Archive for the ‘neuroscience’ Category

Looking for a new way to waste time on the subway?

February 27, 2008

I was riding on the L train to Williamsburg to partake of Free PBR Tuesdays when my erstwhile companion pointed out a too-freaky-for-a-schoolnight optical illusion.

Check out this familiar image:

1 train

Take a few steps back from the computer screen, if you have the space/energy. Look at the 1 in the circle and move your head slowly left, then right, keeping your eye on the 1.
Isn’t that weird?

We observed that this works best with a black background and with the red trains: 1, 2, and 3. It also works slightly with the orange trains: F, V and, let’s not forget, D.

Here’s the 2:

2-train.jpg

and the somewhat less effective F:

f-train.jpg

I’ve looked through every optical illusion on wikipedia
and have so far failed to come up with the relevant example from psych literature. It could either be a physiological thing, to do with rods and codes and the way that cells in your eyes work, or a cognitive thing, to do with the way the brain organizes visual stimuli. Any thoughts?

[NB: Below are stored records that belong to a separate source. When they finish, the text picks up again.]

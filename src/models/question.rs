use serde::{Deserialize, Serialize};

/// A single question from a JSON question bank.
///
/// Banks in the wild are messy: the answer may live under `answer` or
/// `answers`, be a single string or a list, and reference options by letter
/// ("A"), punctuated letter ("A:"), or full option text. The raw spec is kept
/// as stored and only interpreted by the grading engine.
#[derive(Debug, Clone, Serialize, Deserialize)]
pub struct Question {
    #[serde(alias = "text")]
    pub question: String,
    #[serde(default)]
    pub options: Vec<String>,
    #[serde(default, alias = "answers")]
    pub answer: AnswerSpec,
    #[serde(default, skip_serializing_if = "Option::is_none")]
    pub explanation: Option<String>,
    #[serde(default, alias = "Image", skip_serializing_if = "Option::is_none")]
    pub image: Option<String>,
}

/// Raw correct-answer specification, exactly as stored in the bank.
#[derive(Debug, Clone, Serialize, Deserialize)]
#[serde(untagged)]
pub enum AnswerSpec {
    /// `null` in the bank, or no answer key at all.
    Missing,
    One(String),
    Many(Vec<String>),
}

impl Default for AnswerSpec {
    fn default() -> Self {
        Self::Missing
    }
}

impl AnswerSpec {
    /// The spec as a sequence, coercing a scalar to a one-element slice.
    pub fn items(&self) -> &[String] {
        match self {
            Self::Missing => &[],
            Self::One(s) => std::slice::from_ref(s),
            Self::Many(v) => v,
        }
    }

    pub fn is_empty(&self) -> bool {
        self.items().is_empty()
    }
}

impl From<&str> for AnswerSpec {
    fn from(s: &str) -> Self {
        Self::One(s.to_string())
    }
}

impl From<Vec<String>> for AnswerSpec {
    fn from(v: Vec<String>) -> Self {
        Self::Many(v)
    }
}

/// How a question is graded, resolved once per question rather than
/// re-detected at every call site.
#[derive(Debug, Clone, Copy, PartialEq, Eq)]
pub enum QuestionKind {
    /// Lettered multi-select graded as a set of letters.
    Standard,
    /// Fixed yes/no options with one ordered choice per statement,
    /// graded positionally.
    YesNoMulti,
}

impl Question {
    /// Resolve the grading path for this question.
    ///
    /// Yes/no-multi applies only when the options are exactly the two values
    /// "yes" and "no" (case-insensitive) and the answer spec has more than
    /// one entry; a lone yes/no answer is an ordinary two-option question.
    pub fn kind(&self) -> QuestionKind {
        if self.options.len() == 2 && self.answer.items().len() > 1 {
            let mut lowered: Vec<String> = self
                .options
                .iter()
                .map(|o| o.trim().to_lowercase())
                .collect();
            lowered.sort();
            if lowered == ["no", "yes"] {
                return QuestionKind::YesNoMulti;
            }
        }
        QuestionKind::Standard
    }
}

#[cfg(test)]
mod tests {
    use super::*;

    fn question(options: &[&str], answer: AnswerSpec) -> Question {
        Question {
            question: "q".to_string(),
            options: options.iter().map(|s| s.to_string()).collect(),
            answer,
            explanation: None,
            image: None,
        }
    }

    #[test]
    fn yes_no_multi_requires_multiple_answers() {
        let q = question(&["Yes", "No"], AnswerSpec::from("Yes"));
        assert_eq!(q.kind(), QuestionKind::Standard);

        let q = question(
            &["Yes", "No"],
            AnswerSpec::from(vec!["Yes".to_string(), "No".to_string()]),
        );
        assert_eq!(q.kind(), QuestionKind::YesNoMulti);
    }

    #[test]
    fn yes_no_detection_ignores_case_and_order() {
        let q = question(
            &[" no ", "YES"],
            AnswerSpec::from(vec![
                "yes".to_string(),
                "no".to_string(),
                "yes".to_string(),
            ]),
        );
        assert_eq!(q.kind(), QuestionKind::YesNoMulti);
    }

    #[test]
    fn two_ordinary_options_stay_standard() {
        let q = question(
            &["True", "False"],
            AnswerSpec::from(vec!["A".to_string(), "B".to_string()]),
        );
        assert_eq!(q.kind(), QuestionKind::Standard);
    }

    #[test]
    fn answer_spec_deserializes_scalar_and_sequence() {
        let q: Question =
            serde_json::from_str(r#"{"question": "x", "options": ["a"], "answer": "A"}"#).unwrap();
        assert_eq!(q.answer.items(), ["A".to_string()]);

        let q: Question =
            serde_json::from_str(r#"{"question": "x", "options": ["a"], "answers": ["A", "B"]}"#)
                .unwrap();
        assert_eq!(q.answer.items().len(), 2);

        let q: Question = serde_json::from_str(r#"{"question": "x", "options": ["a"]}"#).unwrap();
        assert!(q.answer.is_empty());

        let q: Question =
            serde_json::from_str(r#"{"question": "x", "options": ["a"], "answer": null}"#).unwrap();
        assert!(q.answer.is_empty());
    }

    #[test]
    fn accepts_text_alias_for_question() {
        let q: Question =
            serde_json::from_str(r#"{"text": "aliased", "options": [], "answer": "A"}"#).unwrap();
        assert_eq!(q.question, "aliased");
    }
}
use std::io::{self, Stdout};
use std::panic;

use crossterm::{
    terminal::{disable_raw_mode, enable_raw_mode, EnterAlternateScreen, LeaveAlternateScreen},
    ExecutableCommand,
};
use ratatui::{backend::CrosstermBackend, Terminal};

pub type AppTerminal = Terminal<CrosstermBackend<Stdout>>;

/// Enter the alternate screen in raw mode.
///
/// The panic hook restores the terminal first so a panic message is readable
/// instead of landing in a raw-mode alternate screen.
pub fn init() -> io::Result<AppTerminal> {
    setup_panic_hook();
    enable_raw_mode()?;
    io::stdout().execute(EnterAlternateScreen)?;
    Terminal::new(CrosstermBackend::new(io::stdout()))
}

pub fn restore() -> io::Result<()> {
    disable_raw_mode()?;
    io::stdout().execute(LeaveAlternateScreen)?;
    Ok(())
}

fn setup_panic_hook() {
    let original_hook = panic::take_hook();
    panic::set_hook(Box::new(move |panic_info| {
        let _ = restore();
        original_hook(panic_info);
    }));
}
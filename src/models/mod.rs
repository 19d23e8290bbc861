mod question;

pub use question::{AnswerSpec, Question, QuestionKind};

/// Which screen the application is currently showing.
#[derive(Debug, Clone, Copy, PartialEq, Eq)]
pub enum AppState {
    Welcome,
    Quiz,
    /// Per-question verdict shown after submitting an answer.
    Feedback,
    Result,
    History,
}
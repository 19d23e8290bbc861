//! Question bank loading.
//!
//! Banks come in three shapes: a plain JSON array of questions, an object
//! mapping topic names to question lists (flattened into one list), and
//! legacy files of whitespace-separated JSON objects. Individual entries that
//! fail to deserialize are skipped with a warning rather than failing the
//! whole load.

use std::fmt;
use std::fs;
use std::io;
use std::path::Path;

use log::warn;
use serde_json::Value;

use crate::models::Question;

/// Error loading a question bank.
#[derive(Debug)]
pub enum LoadError {
    /// The file could not be read.
    Io(io::Error),
    /// The file content was not parseable in any supported shape.
    Parse(serde_json::Error),
    /// The file parsed but yielded no usable questions.
    Empty,
}

impl fmt::Display for LoadError {
    fn fmt(&self, f: &mut fmt::Formatter<'_>) -> fmt::Result {
        match self {
            LoadError::Io(e) => write!(f, "failed to read question file: {}", e),
            LoadError::Parse(e) => write!(f, "failed to parse question file: {}", e),
            LoadError::Empty => write!(f, "question file contains no usable questions"),
        }
    }
}

impl std::error::Error for LoadError {
    fn source(&self) -> Option<&(dyn std::error::Error + 'static)> {
        match self {
            LoadError::Io(e) => Some(e),
            LoadError::Parse(e) => Some(e),
            LoadError::Empty => None,
        }
    }
}

impl From<io::Error> for LoadError {
    fn from(err: io::Error) -> Self {
        LoadError::Io(err)
    }
}

/// Load questions from a JSON file.
pub fn load_questions_from_json<P: AsRef<Path>>(path: P) -> Result<Vec<Question>, LoadError> {
    let content = fs::read_to_string(path.as_ref())?;
    parse_questions(&content)
}

/// Parse question bank content in any of the supported shapes.
pub fn parse_questions(content: &str) -> Result<Vec<Question>, LoadError> {
    let content = content.trim();

    let values = match serde_json::from_str::<Value>(content) {
        Ok(Value::Array(items)) => items,
        Ok(Value::Object(map)) => {
            // Topic -> list maps are flattened in key order.
            let mut flattened = Vec::new();
            for (_, value) in map {
                match value {
                    Value::Array(items) => flattened.extend(items),
                    other => flattened.push(other),
                }
            }
            flattened
        }
        Ok(other) => vec![other],
        Err(err) => split_concatenated_objects(content).ok_or(LoadError::Parse(err))?,
    };

    let questions: Vec<Question> = values
        .into_iter()
        .enumerate()
        .filter_map(|(i, value)| match serde_json::from_value(value) {
            Ok(q) => Some(q),
            Err(e) => {
                warn!("skipping question entry #{}: {}", i + 1, e);
                None
            }
        })
        .collect();

    if questions.is_empty() {
        return Err(LoadError::Empty);
    }
    Ok(questions)
}

/// Recover legacy files written as whitespace-separated JSON objects.
///
/// Scans for balanced top-level `{...}` spans, tracking string literals and
/// escapes so braces inside question text don't break the split. Returns
/// None if no object span is found.
fn split_concatenated_objects(content: &str) -> Option<Vec<Value>> {
    let mut values = Vec::new();
    let bytes = content.as_bytes();
    let mut pos = 0;

    while pos < bytes.len() {
        if bytes[pos] == b'{' {
            let end = find_object_end(content, pos)?;
            match serde_json::from_str(&content[pos..end]) {
                Ok(value) => values.push(value),
                Err(e) => warn!("skipping malformed JSON object #{}: {}", values.len() + 1, e),
            }
            pos = end;
        } else {
            pos += 1;
        }
    }

    if values.is_empty() {
        None
    } else {
        Some(values)
    }
}

/// Byte offset one past the `}` matching the `{` at `start`.
fn find_object_end(content: &str, start: usize) -> Option<usize> {
    let mut depth = 0usize;
    let mut in_string = false;
    let mut escaped = false;

    for (offset, c) in content[start..].char_indices() {
        if in_string {
            if escaped {
                escaped = false;
            } else if c == '\\' {
                escaped = true;
            } else if c == '"' {
                in_string = false;
            }
            continue;
        }
        match c {
            '"' => in_string = true,
            '{' => depth += 1,
            '}' => {
                depth -= 1;
                if depth == 0 {
                    return Some(start + offset + c.len_utf8());
                }
            }
            _ => {}
        }
    }
    None
}

#[cfg(test)]
mod tests {
    use super::*;

    #[test]
    fn parses_plain_array() {
        let questions = parse_questions(
            r#"[
                {"question": "one", "options": ["a", "b"], "answer": "A"},
                {"question": "two", "options": ["c", "d"], "answers": ["A", "B"]}
            ]"#,
        )
        .unwrap();
        assert_eq!(questions.len(), 2);
        assert_eq!(questions[0].question, "one");
    }

    #[test]
    fn flattens_topic_map() {
        let questions = parse_questions(
            r#"{
                "topic-a": [{"question": "one", "options": [], "answer": "A"}],
                "topic-b": [
                    {"question": "two", "options": [], "answer": "A"},
                    {"question": "three", "options": [], "answer": "B"}
                ]
            }"#,
        )
        .unwrap();
        assert_eq!(questions.len(), 3);
    }

    #[test]
    fn topic_map_keeps_scalar_values_as_entries() {
        let questions =
            parse_questions(r#"{"only": {"question": "one", "options": [], "answer": "A"}}"#)
                .unwrap();
        assert_eq!(questions.len(), 1);
        assert_eq!(questions[0].question, "one");
    }

    #[test]
    fn recovers_concatenated_objects() {
        let questions = parse_questions(
            r#"{"question": "one", "options": ["a"], "answer": "A"}
               {"question": "two", "options": ["b"], "answer": "A"}"#,
        )
        .unwrap();
        assert_eq!(questions.len(), 2);
        assert_eq!(questions[1].question, "two");
    }

    #[test]
    fn concatenated_objects_survive_braces_in_strings() {
        let questions = parse_questions(
            r#"{"question": "set {1, 2}", "options": ["a"], "answer": "A"}
               {"question": "two", "options": ["b"], "answer": "A"}"#,
        )
        .unwrap();
        assert_eq!(questions.len(), 2);
        assert_eq!(questions[0].question, "set {1, 2}");
    }

    #[test]
    fn skips_malformed_entries() {
        let questions = parse_questions(
            r#"[
                {"question": "good", "options": [], "answer": "A"},
                {"no_question_field": true}
            ]"#,
        )
        .unwrap();
        assert_eq!(questions.len(), 1);
    }

    #[test]
    fn empty_bank_is_an_error() {
        assert!(matches!(parse_questions("[]"), Err(LoadError::Empty)));
        assert!(matches!(parse_questions("not json"), Err(LoadError::Parse(_))));
    }
}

How THE SILLIEST GAME EVER apparently works

December 28, 2007

Brilliant neurologist and acclaimed author Vilayanur Ramachandran gave a talk that addresses exactly what I was wondering about on this blog a few days ago, with regards to the bizarre (and super fun) game in which you guess the sounds of visual art:

Note in particular the last segment in which he compares the two fictitious letters of the Martian alphabet. Just as my friends and I came up with the same sounds for each sculpture, 99% of the audience comes up with the same sound for the Martian letters. Apparently our brains have an apparatus called the fusiform gyrus which is responsible for the levels of abstraction that the museum game demands.